(Stored data)
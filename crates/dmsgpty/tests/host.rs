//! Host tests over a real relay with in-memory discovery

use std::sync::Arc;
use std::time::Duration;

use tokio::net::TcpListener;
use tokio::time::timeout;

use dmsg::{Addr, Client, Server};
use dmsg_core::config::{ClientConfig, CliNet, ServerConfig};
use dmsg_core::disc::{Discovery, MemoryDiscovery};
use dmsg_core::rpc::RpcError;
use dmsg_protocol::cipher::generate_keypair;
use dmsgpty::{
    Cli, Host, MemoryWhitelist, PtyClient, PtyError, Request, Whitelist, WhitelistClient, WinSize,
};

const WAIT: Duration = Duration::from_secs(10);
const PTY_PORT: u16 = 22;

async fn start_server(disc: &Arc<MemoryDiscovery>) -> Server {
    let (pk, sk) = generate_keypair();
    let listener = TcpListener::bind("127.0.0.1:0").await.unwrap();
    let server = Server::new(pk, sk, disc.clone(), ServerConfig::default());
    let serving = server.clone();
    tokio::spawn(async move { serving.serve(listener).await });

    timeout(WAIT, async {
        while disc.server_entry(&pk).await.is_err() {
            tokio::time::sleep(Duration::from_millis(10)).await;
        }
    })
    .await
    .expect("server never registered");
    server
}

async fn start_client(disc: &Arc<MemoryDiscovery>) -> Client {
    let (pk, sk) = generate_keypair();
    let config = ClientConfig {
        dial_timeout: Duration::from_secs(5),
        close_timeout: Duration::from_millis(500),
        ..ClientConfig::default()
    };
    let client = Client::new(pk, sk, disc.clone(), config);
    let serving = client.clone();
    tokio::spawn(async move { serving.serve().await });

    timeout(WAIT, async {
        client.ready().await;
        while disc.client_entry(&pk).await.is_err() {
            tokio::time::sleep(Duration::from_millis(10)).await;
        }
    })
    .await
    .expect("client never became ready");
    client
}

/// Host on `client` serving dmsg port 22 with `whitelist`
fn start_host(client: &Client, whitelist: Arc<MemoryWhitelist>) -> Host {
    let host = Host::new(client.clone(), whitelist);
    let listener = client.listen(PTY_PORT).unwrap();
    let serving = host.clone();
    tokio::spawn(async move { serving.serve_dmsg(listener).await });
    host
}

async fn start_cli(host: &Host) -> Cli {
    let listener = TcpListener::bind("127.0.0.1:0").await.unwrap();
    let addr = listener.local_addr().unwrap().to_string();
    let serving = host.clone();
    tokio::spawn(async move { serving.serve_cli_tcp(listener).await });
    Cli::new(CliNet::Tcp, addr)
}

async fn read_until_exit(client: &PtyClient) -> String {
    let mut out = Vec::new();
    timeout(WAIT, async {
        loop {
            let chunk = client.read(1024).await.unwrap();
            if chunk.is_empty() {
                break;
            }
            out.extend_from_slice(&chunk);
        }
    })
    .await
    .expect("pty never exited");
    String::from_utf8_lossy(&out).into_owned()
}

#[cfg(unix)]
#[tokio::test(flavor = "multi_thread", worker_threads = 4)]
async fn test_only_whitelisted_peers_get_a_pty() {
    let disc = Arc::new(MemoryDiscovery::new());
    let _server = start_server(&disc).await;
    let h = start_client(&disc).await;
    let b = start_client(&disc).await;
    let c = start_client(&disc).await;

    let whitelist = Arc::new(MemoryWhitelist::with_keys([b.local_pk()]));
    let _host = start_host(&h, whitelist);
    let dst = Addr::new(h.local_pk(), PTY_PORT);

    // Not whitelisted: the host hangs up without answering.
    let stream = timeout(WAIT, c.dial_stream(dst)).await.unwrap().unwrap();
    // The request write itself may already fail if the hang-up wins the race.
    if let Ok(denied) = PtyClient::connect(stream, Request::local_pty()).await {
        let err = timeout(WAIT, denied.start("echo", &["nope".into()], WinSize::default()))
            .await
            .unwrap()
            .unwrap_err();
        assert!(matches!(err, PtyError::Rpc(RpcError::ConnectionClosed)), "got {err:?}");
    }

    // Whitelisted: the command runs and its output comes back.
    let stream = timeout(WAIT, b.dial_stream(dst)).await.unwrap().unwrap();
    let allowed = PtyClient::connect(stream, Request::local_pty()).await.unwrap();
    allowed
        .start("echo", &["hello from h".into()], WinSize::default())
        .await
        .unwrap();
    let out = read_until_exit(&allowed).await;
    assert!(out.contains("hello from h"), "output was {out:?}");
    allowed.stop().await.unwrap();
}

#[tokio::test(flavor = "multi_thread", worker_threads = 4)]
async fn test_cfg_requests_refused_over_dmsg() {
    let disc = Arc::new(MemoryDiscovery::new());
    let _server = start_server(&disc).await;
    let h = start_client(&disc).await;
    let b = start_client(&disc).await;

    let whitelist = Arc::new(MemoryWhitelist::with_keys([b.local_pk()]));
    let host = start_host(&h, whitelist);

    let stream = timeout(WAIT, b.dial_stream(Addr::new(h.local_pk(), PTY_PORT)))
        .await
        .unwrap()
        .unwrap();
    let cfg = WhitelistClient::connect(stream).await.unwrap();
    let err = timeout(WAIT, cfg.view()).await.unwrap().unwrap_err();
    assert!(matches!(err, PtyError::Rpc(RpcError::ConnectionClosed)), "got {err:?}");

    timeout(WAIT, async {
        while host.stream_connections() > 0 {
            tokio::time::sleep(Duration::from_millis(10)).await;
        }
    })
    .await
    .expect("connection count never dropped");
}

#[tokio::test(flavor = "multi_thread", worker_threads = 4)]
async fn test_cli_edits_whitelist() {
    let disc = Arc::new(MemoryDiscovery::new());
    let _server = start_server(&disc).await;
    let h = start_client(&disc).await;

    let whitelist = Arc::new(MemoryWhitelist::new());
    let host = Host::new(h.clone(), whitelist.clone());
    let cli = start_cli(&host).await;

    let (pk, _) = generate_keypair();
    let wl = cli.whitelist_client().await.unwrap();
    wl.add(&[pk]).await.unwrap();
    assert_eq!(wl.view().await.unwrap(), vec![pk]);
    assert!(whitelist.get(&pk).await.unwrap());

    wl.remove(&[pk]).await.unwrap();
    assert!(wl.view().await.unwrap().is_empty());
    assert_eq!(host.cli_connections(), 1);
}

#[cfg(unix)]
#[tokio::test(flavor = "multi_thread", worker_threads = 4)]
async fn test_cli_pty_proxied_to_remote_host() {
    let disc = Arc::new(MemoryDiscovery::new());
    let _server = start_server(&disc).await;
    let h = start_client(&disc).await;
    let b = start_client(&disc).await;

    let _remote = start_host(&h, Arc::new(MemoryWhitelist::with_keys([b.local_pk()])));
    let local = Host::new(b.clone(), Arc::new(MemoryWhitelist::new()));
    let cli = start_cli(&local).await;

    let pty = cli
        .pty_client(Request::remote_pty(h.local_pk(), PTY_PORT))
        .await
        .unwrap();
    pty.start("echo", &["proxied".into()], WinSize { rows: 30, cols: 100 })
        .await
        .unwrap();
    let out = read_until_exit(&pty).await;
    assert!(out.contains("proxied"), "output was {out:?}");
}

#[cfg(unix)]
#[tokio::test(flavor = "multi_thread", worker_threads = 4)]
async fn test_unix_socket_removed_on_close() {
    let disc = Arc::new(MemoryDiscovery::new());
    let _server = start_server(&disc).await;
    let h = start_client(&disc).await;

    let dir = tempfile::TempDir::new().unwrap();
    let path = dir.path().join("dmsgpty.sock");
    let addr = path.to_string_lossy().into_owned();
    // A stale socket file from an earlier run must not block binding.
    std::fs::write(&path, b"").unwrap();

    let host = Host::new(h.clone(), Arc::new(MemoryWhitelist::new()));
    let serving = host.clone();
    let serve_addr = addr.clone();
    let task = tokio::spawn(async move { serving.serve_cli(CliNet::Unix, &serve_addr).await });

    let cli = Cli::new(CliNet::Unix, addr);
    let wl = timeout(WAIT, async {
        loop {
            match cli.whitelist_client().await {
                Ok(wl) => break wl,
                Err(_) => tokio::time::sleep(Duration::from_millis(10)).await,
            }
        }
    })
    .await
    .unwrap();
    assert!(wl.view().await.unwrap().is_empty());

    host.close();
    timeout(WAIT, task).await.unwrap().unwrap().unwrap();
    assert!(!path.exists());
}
--
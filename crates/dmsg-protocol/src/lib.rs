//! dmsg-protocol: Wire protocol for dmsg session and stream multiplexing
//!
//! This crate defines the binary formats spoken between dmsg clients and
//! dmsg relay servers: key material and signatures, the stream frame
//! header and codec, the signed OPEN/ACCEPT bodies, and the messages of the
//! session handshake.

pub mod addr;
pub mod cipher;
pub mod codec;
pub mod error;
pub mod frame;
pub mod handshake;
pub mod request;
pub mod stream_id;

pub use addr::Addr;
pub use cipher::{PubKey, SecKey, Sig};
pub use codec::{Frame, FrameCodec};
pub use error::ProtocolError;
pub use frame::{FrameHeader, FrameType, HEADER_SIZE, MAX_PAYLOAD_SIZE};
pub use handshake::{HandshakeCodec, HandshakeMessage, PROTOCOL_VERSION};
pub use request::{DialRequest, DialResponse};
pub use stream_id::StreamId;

* [EXERCISE REQUIREMENTS] Look above for the line containing "use std::time::Duration;". Output from there through the line containing "use dmsg_protocol::cipher::generate_keypair;", exactly and inclusively.

* [SOLUTION FOR THIS TASK]
use std::time::Duration;

use tokio::net::TcpListener;
use tokio::time::timeout;

use dmsg::{Addr, Client, Server};
use dmsg_core::config::{ClientConfig, CliNet, ServerConfig};
use dmsg_core::disc::{Discovery, MemoryDiscovery};
use dmsg_core::rpc::RpcError;
use dmsg_protocol::cipher::generate_keypair;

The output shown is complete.